Contrary to other studies where forb intake exceed that of browse during the wet summer in this landscape (Mellado et al., 1991, 2003), the proportion of forbs in this study did not exceed 17% of the diet. Independently of treatment, shrubs dominated the diet of goats throughout the study period. Thus, browse provided the base of the diet while forbs and grasses were used opportunistically.

Also, contrary to other studies in this type of vegetation (Lopez and Stuth, 1984; Mellado et al., 1991) browse was not utilized in greatest quantity by goats at the high of the dry season when green grasses and forbs are sparse, rather, browse was heavily used during the rainy season. This response is simply explained by the scarce forage resources after decades of over-grazing in this communal pastoral zone and the succulence and nutritional levels of some of the shrubs selected by goats.

The implanted goats used more (p<0.01) forbs in August and October than nonimplanted goats. It is not known if the different diet composition of implanted goats altered diet quality but given that concentration of nutrients in most forbs of the Chihuahuan desert exceed the nutritional requirements of ungulates (Soltero-Gadea et al., 1994), it could be that the nutrient density of the diet of the implanted goats was higher than the control goats. The major forb selected by both implanted and nonimplanted goats was Sphaeralcea angustifolia with higher percentages (p<0.01) of this herb in the implanted goats in September and October. The high levels of this forb in the goat diets is explained by its low concentration of secondary compounds, high nutrient levels, high digestibility of nutrients and high intake which makes this forb comparable to alfalfa (Mellado et al., 2008b).

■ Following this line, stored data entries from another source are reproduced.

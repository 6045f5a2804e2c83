//! Type error types with source locations and cause chains.
//!
//! Every failure of the engine aborts the enclosing inference pass. An error
//! raised while typing the body of a definition instance is wrapped in an
//! [`TypeErrorKind::Instantiation`] frame at the call site, so the final
//! error reads outermost-first down to the construct that actually failed.

use std::fmt;

use garnet_common::{Diagnostic, Location};

/// What kind of name a failed lookup was looking for.
#[derive(Clone, Copy, Debug, PartialEq, Eq)]
pub enum LookupKind {
    Variable,
    Constant,
    Module,
    Block,
}

impl fmt::Display for LookupKind {
    fn fmt(&self, f: &mut fmt::Formatter<'_>) -> fmt::Result {
        match self {
            LookupKind::Variable => write!(f, "local variable"),
            LookupKind::Constant => write!(f, "constant"),
            LookupKind::Module => write!(f, "module"),
            LookupKind::Block => write!(f, "block"),
        }
    }
}

/// The specific kind of type error.
///
/// Types and candidates are carried pre-rendered so an error outlives the
/// registry that produced it.
#[derive(Clone, Debug, PartialEq, Eq)]
pub enum TypeErrorKind {
    /// An identifier, type name or constant is not visible from the scope.
    LookupFailure { what: LookupKind, name: String },
    /// No declared parameter restriction accepts the argument types.
    RestrictionViolation {
        name: String,
        arg_types: Vec<String>,
        candidates: Vec<String>,
    },
    /// More than one equally specific definition matches.
    AmbiguousOverload {
        name: String,
        arg_types: Vec<String>,
        candidates: Vec<String>,
    },
    /// Access to an undeclared method or instance variable.
    UnknownMember { owner: String, member: String },
    /// An include or superclass that would make the ancestor graph cyclic.
    CyclicHierarchy { ty: String, ancestor: String },
    /// Context frame: the `cause` was raised while typing this instance.
    Instantiation { signature: String },
    /// A defect in the engine itself (fixpoint or proxy bound exceeded).
    InternalInvariantViolation { reason: String },
}

impl fmt::Display for TypeErrorKind {
    fn fmt(&self, f: &mut fmt::Formatter<'_>) -> fmt::Result {
        match self {
            TypeErrorKind::LookupFailure {
                what: LookupKind::Block,
                ..
            } => write!(f, "no block given for `yield`"),
            TypeErrorKind::LookupFailure { what, name } => {
                write!(f, "undefined {} `{}`", what, name)
            }
            TypeErrorKind::RestrictionViolation {
                name,
                arg_types,
                candidates,
            } => {
                write!(
                    f,
                    "no overload of `{}` matches argument types ({})",
                    name,
                    arg_types.join(", ")
                )?;
                if !candidates.is_empty() {
                    write!(f, "; candidates: {}", candidates.join(", "))?;
                }
                Ok(())
            }
            TypeErrorKind::AmbiguousOverload {
                name,
                arg_types,
                candidates,
            } => write!(
                f,
                "ambiguous call to `{}` with argument types ({}); tied candidates: {}",
                name,
                arg_types.join(", "),
                candidates.join(", ")
            ),
            TypeErrorKind::UnknownMember { owner, member } => {
                write!(f, "undefined member `{}` for `{}`", member, owner)
            }
            TypeErrorKind::CyclicHierarchy { ty, ancestor } => write!(
                f,
                "`{}` cannot inherit from or include `{}`: the hierarchy would be cyclic",
                ty, ancestor
            ),
            TypeErrorKind::Instantiation { signature } => {
                write!(f, "instantiating `{}`", signature)
            }
            TypeErrorKind::InternalInvariantViolation { reason } => {
                write!(f, "internal invariant violated: {}", reason)
            }
        }
    }
}

/// A type error with its source location and optional underlying cause.
#[derive(Clone, Debug, PartialEq, Eq)]
pub struct TypeError {
    pub kind: TypeErrorKind,
    pub location: Option<Location>,
    pub cause: Option<Box<TypeError>>,
}

impl TypeError {
    pub fn new(kind: TypeErrorKind, location: Option<Location>) -> Self {
        TypeError {
            kind,
            location,
            cause: None,
        }
    }

    pub fn at(kind: TypeErrorKind, location: &Location) -> Self {
        Self::new(kind, Some(location.clone()))
    }

    pub fn internal(reason: impl Into<String>) -> Self {
        Self::new(
            TypeErrorKind::InternalInvariantViolation {
                reason: reason.into(),
            },
            None,
        )
    }

    /// Attach `location` unless the error already has one.
    pub fn or_at(mut self, location: &Location) -> Self {
        if self.location.is_none() {
            self.location = Some(location.clone());
        }
        self
    }

    /// Wrap `inner` in an instantiation frame located at the call site.
    pub fn instantiating(signature: String, location: &Location, inner: TypeError) -> Self {
        TypeError {
            kind: TypeErrorKind::Instantiation { signature },
            location: Some(location.clone()),
            cause: Some(Box::new(inner)),
        }
    }

    /// The innermost error of the cause chain.
    pub fn root_cause(&self) -> &TypeError {
        let mut err = self;
        while let Some(cause) = &err.cause {
            err = cause;
        }
        err
    }

    pub fn is_internal(&self) -> bool {
        matches!(
            self.root_cause().kind,
            TypeErrorKind::InternalInvariantViolation { .. }
        )
    }

    /// Convert into the structured record consumed by external formatters.
    pub fn to_diagnostic(&self) -> Diagnostic {
        let location = self.location.clone().unwrap_or_default();
        let diag = Diagnostic::new(self.kind.to_string(), &location);
        match &self.cause {
            Some(cause) => diag.with_cause(cause.to_diagnostic()),
            None => diag,
        }
    }
}

impl fmt::Display for TypeError {
    fn fmt(&self, f: &mut fmt::Formatter<'_>) -> fmt::Result {
        write!(f, "{}", self.kind)
    }
}

impl std::error::Error for TypeError {
    fn source(&self) -> Option<&(dyn std::error::Error + 'static)> {
        self.cause
            .as_deref()
            .map(|cause| cause as &(dyn std::error::Error + 'static))
    }
}

#[cfg(test)]
mod tests {
    use super::*;

    fn no_match() -> TypeError {
        TypeError::at(
            TypeErrorKind::RestrictionViolation {
                name: "f".into(),
                arg_types: vec!["String".into()],
                candidates: vec!["f(x : Int)".into(), "f(x : Float)".into()],
            },
            &Location::new(3, 1).with_length(1),
        )
    }

    #[test]
    fn restriction_violation_lists_candidates() {
        insta::assert_snapshot!(
            no_match().to_string(),
            @"no overload of `f` matches argument types (String); candidates: f(x : Int), f(x : Float)"
        );
    }

    #[test]
    fn lookup_failure_messages() {
        let err = TypeError::new(
            TypeErrorKind::LookupFailure {
                what: LookupKind::Constant,
                name: "Foo::Bar".into(),
            },
            None,
        );
        assert_eq!(err.to_string(), "undefined constant `Foo::Bar`");

        let err = TypeError::new(
            TypeErrorKind::LookupFailure {
                what: LookupKind::Block,
                name: "yield".into(),
            },
            None,
        );
        assert_eq!(err.to_string(), "no block given for `yield`");
    }

    #[test]
    fn root_cause_and_diagnostic_chain() {
        let outer = TypeError::instantiating("g(Int)".into(), &Location::new(7, 2), no_match());
        assert!(matches!(
            outer.root_cause().kind,
            TypeErrorKind::RestrictionViolation { .. }
        ));
        assert!(!outer.is_internal());

        let diag = outer.to_diagnostic();
        assert_eq!(diag.message, "instantiating `g(Int)`");
        assert_eq!(diag.line, 7);
        let cause = diag.cause.as_deref().expect("cause should be chained");
        assert_eq!(cause.line, 3);
        assert_eq!(cause.span_length, Some(1));
    }

    #[test]
    fn internal_errors_are_flagged() {
        let err = TypeError::internal("fixpoint not reached");
        assert!(err.is_internal());
        assert_eq!(err.to_string(), "internal invariant violated: fixpoint not reached");
    }

    #[test]
    fn error_source_follows_cause() {
        use std::error::Error;
        let outer = TypeError::instantiating("g(Int)".into(), &Location::new(7, 2), no_match());
        assert!(outer.source().is_some());
        assert!(no_match().source().is_none());
    }
}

The high use of this forage by goats in desert rangelands has been amply documented (Mellado et al., 2004a). Another important forb in the goat diets was Solanum elaeagnifolium, a highly unpalatable forage (Mellado et al., 2008a) which was ingested in greater proportion in August by the implanted goats compared to control goats. This indicates that selectivity for this forb was in response to the shortage of forage rather than its nutritional quality. Despite its high unpalatability, this forb is a staple food for goats in degraded xeric ecosystems (Mellado et al., 2003, 2004b, c).

During August grasses were used more heavily (p<0.01) by the control goats than the implanted goats but this tendency was reversed in September. The heavy grass usage in August apparently was the result of forced utilization caused by shortage of browse. Lopez and Stuth (1984) have reported that goat preference for grasses was inversely associated with brush availability. The nonimplanted goats consumed higher (p<0.01) proportions of Bouteloua curtipendula than the implanted goats in August and October. On the other hand, the implanted goats selected twice as much (p<0.01) Buchloe dactyloides in October than control goats.

Regardless of implant treatment, Lycurus phleoides was consistently the grass with the highest selection throughout the study period. This grass is one of the most ingested by cattle in this landscape (Chavez et al., 2000). The quantity of grass ingested by goats in this study is much higher than levels reported by other researcher in this type of vegetation (Mellado et al., 1991; Lopez-Trujillo and Garcia-Elizondo, 1995). But Warren et al. (1984) and Bryant et al. (1979) found high use of grass by Spanish goats (around 50% of diet) in spring in this type of vegetation under excellent condition.

CONCLUSION

The results of this study show that implanting mature nonlactating thin goats during the peak growth of forages improved weight gain an average of 48% despite having daily gains <70 g day^-1. TBA-E₂β implants led to divergent diet selection which suggests that goats alter their diet choice in an attempt to adjust to short-term systemic fluctuation of their internal environment brought about by growth implants. Implications of this study are commercial and ecological because implants with trenbolone acetate during the active growth of forages can increase muscle mass in even thin goats and it helps spread grazing pressure onto low quality plants that are underutilized.